Osteoradionecrosis of the Temporal Bone
Joseph B. Nadol, Jr.
Although the effects of radiation on bone have been known for many years (1), its effects on the temporal bone and labyrinth received little attention before 1950. Radiation-induced damage has been described in the external auditory canal, middle ear, ossicular chain, mastoid, petrous apex, and membranous labyrinth. Osteoradionecrosis of the temporal bone may be defined as death and sequestration of the bone following radiation therapy to the temporal bone or surrounding structures, such as the nasopharynx. Ramsden et al. (2) described two distinct clinical forms of osteoradionecrosis: localized, involvement of the tympanic bone that resolves after separation of sequestration; and diffuse, necrosis of the temporal bone resulting in secondary injury to brain, labyrinth, facial nerve, and carotid artery. Clinical signs of osteoradionecrosis may occur many years following administration of radiation.
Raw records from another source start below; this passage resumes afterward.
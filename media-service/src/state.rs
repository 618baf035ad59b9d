//! Application state: wires the concrete C1-C6 backends together and
//! exposes them to the HTTP handlers behind a single `Arc<AppState>`.

use std::sync::Arc;

use config::AppConfig;
use memory::{HttpEmbeddingProvider, IngestionPipeline, QdrantVectorIndex, SearchEngine};
use storage::{FsContentStore, SqliteRegistry};

/// The concrete ingestion pipeline: a filesystem content store, a SQLite
/// registry, an HTTP embedding provider and a Qdrant vector index.
pub type Pipeline = IngestionPipeline<FsContentStore, SqliteRegistry, HttpEmbeddingProvider, QdrantVectorIndex>;

/// The concrete search engine. It takes `E`/`V` by value, so it's
/// instantiated over `Arc<...>` (blanket-implemented in `mk_core`) to share
/// the same provider/index instances the pipeline holds.
pub type Search = SearchEngine<Arc<HttpEmbeddingProvider>, Arc<QdrantVectorIndex>>;

/// Shared application state threaded through every HTTP handler (§9:
/// avoid singletons, pass a small app-context struct instead).
pub struct AppState {
    pub config: Arc<AppConfig>,
    pub content: Arc<FsContentStore>,
    pub registry: Arc<SqliteRegistry>,
    pub embeddings: Arc<HttpEmbeddingProvider>,
    pub index: Arc<QdrantVectorIndex>,
    pub pipeline: Pipeline,
    pub search: Arc<Search>,
    pub(crate) worker_handles: tokio::sync::Mutex<Vec<tokio::task::JoinHandle<()>>>
}

/// Bootstrap failures, mapped to the exit codes in spec §6 by `server::run`.
#[derive(Debug, thiserror::Error)]
pub enum BootstrapError {
    #[error("configuration invalid: {0}")]
    Config(#[from] validator::ValidationErrors),

    #[error("content root inaccessible: {0}")]
    ContentRoot(std::io::Error),

    #[error("vector database unreachable at startup: {0}")]
    VectorDb(#[from] errors::VectorIndexError),

    #[error("registry unavailable at startup: {0}")]
    Registry(#[from] errors::StorageError)
}

impl AppState {
    /// Validates configuration, opens the content root, connects to the
    /// registry and vector database, ensures the collection exists, spawns
    /// the ingestion worker pool, and runs the startup reconciliation scan.
    pub async fn bootstrap(config: AppConfig) -> Result<Arc<Self>, BootstrapError> {
        config.validate_all()?;

        std::fs::create_dir_all(&config.content.content_root).map_err(BootstrapError::ContentRoot)?;
        let content = Arc::new(FsContentStore::new(&config.content.content_root));

        let registry_url = format!("sqlite://{}/registry.sqlite?mode=rwc", config.content.content_root);
        let registry = Arc::new(SqliteRegistry::connect(&registry_url).await?);

        let embeddings = Arc::new(HttpEmbeddingProvider::new(&config.embedding));

        let index = Arc::new(QdrantVectorIndex::connect(
            &config.vector_db.url,
            config.vector_db.collection_name.clone(),
            config.vector_db.fix_dimension_on_mismatch
        )?);
        if config.vector_db.require_index_on_start {
            index.ensure_collection(config.embedding.embedding_dim).await?;
        }

        let (pipeline, worker_handles) = Pipeline::spawn(
            content.clone(),
            registry.clone(),
            embeddings.clone(),
            index.clone(),
            config.ingestion.worker_count,
            config.ingestion.queue_capacity,
            config.ingestion.max_embedding_attempts
        );

        match pipeline.reconcile().await {
            Ok(requeued) => tracing::info!(requeued, "startup reconciliation complete"),
            Err(e) => tracing::warn!(error = %e, "startup reconciliation failed")
        }

        let search = Arc::new(Search::new(embeddings.clone(), index.clone(), config.search));

        Ok(Arc::new(Self {
            config: Arc::new(config),
            content,
            registry,
            embeddings,
            index,
            pipeline,
            search,
            worker_handles: tokio::sync::Mutex::new(worker_handles)
        }))
    }

    /// Aborts the ingestion worker pool. An item caught mid-flight is left
    /// in `embedding_in_flight`, which the next startup's reconciliation
    /// scan demotes back to `thumbnail_ready` (§5: cancellation leaves the
    /// record in a state the reconciler already knows how to recover).
    pub async fn shutdown_workers(&self) {
        let handles = std::mem::take(&mut *self.worker_handles.lock().await);
        for handle in handles {
            handle.abort();
        }
    }
}

#[cfg(test)]
mod tests {
    use super::*;

    #[tokio::test]
    async fn bootstrap_rejects_invalid_config() {
        let mut config = AppConfig::default();
        config.search.text_to_text_threshold = 5.0;
        let err = AppState::bootstrap(config).await.unwrap_err();
        assert!(matches!(err, BootstrapError::Config(_)));
    }
}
RADIATION EFFECTS ON THE TEMPORAL BONE
External and Middle Ear
Isolated lesions induced by radiation therapy may be seen in the external ear canal and, less commonly, in the middle ear. Borsanyi (3) described necrosis of the skin of the external ear canal in approximately 10% of 100 patients who received radiation therapy for nasopharyngeal carcinoma and other tumors in the head and neck. In a study of 29 patients with osteoradionecrosis, Ramsden et al. (2) found that the most common manifestation of osteoradionecrosis of the temporal bone was necrosis of tympanic bone of the floor or anterior wall of the external auditory canal. Osteoradionecrosis of the ossicles has also been described (4, 5, 6).
Labyrinth
Hearing loss, which may be severe to profound, may occur months or years after radiation therapy to the temporal bone (7,8). The incidence of sensorineural loss may reach 36% of patients who have received a full course of radiation (7), and in some cases vestibular damage has also been described. The effect of radiation on the membranous labyrinth as studied in an animal model (9) includes delayed degeneration of sensory and supporting cells in the organ of Corti and loss of auditory neurons. In this animal model of radiation labyrinthitis, a linear relationship between radiation dose and the percent of missing outer hair cells and supporting cells was found. In addition, significant loss of myelinated nerve fibers was seen in areas unassociated with hair cell loss, suggesting that degenerative neuropathy may be an additional and primary effect.
Mastoid and Petrous Apex
More diffuse osteoradionecrosis of the temporal bone may occur, resulting in intracranial complications (2). Although this diffuse form is most common in individuals with radiation therapy directed primarily at lesions within the temporal bone (2), diffuse and progressive osteoradionecrosis may occur in cases in which the temporal bone was not the primary focus of radiation (10,11). The incidence of diffuse osteoradionecrosis increases with radiation dose. Cole (12) found clinical evidence of osteoradionecrosis in 19% of 21 patients treated with radiation therapy for glomus jugulare tumors. In a series of 20 patients treated with surgery and postoperative radiation therapy (13), osteoradionecrosis was described in 25%. Wang and Doppke (14) reported that osteoradionecrosis may be minimized by limiting the radiation dose to 2,000 rets (nominal standard dose equivalent to 7,400 rads in 37 fractions at a rate of 5 fractions per week). Nadol and Schuknecht (10) described an incidence of osteoradionecrosis of 42% in cases of squamous cell carcinoma of the temporal bone that were treated with surgery resulting in an open mastoid cavity, followed by full-course radiation therapy, whereas in another group of patients receiving an average dose of 4,610 rads, no osteoradionecrosis occurred despite an open cavity technique, suggesting both a positive correlation with radiation dosage and the possibility of a threshold phenomenon.
RADIOBIOLOGY AND HISTOPATHOLOGY OF OSTEORADIONECROSIS
Ewing (1) described three clinical situations that predisposed to osteoradionecrosis: (i) proximity of bone to the body surface, (ii) superinfection or trauma, and (iii) poor blood supply. The primary response appears to be a vasculitis and inhibition of mitosis. There is evidence of progressive vascular damage over time, including endarteritis, thrombosis, and progressive ischemia (15), with no evidence of spontaneous microvascularization with time. Hence, the risk of osteoradionecrosis increases continuously after radiation therapy.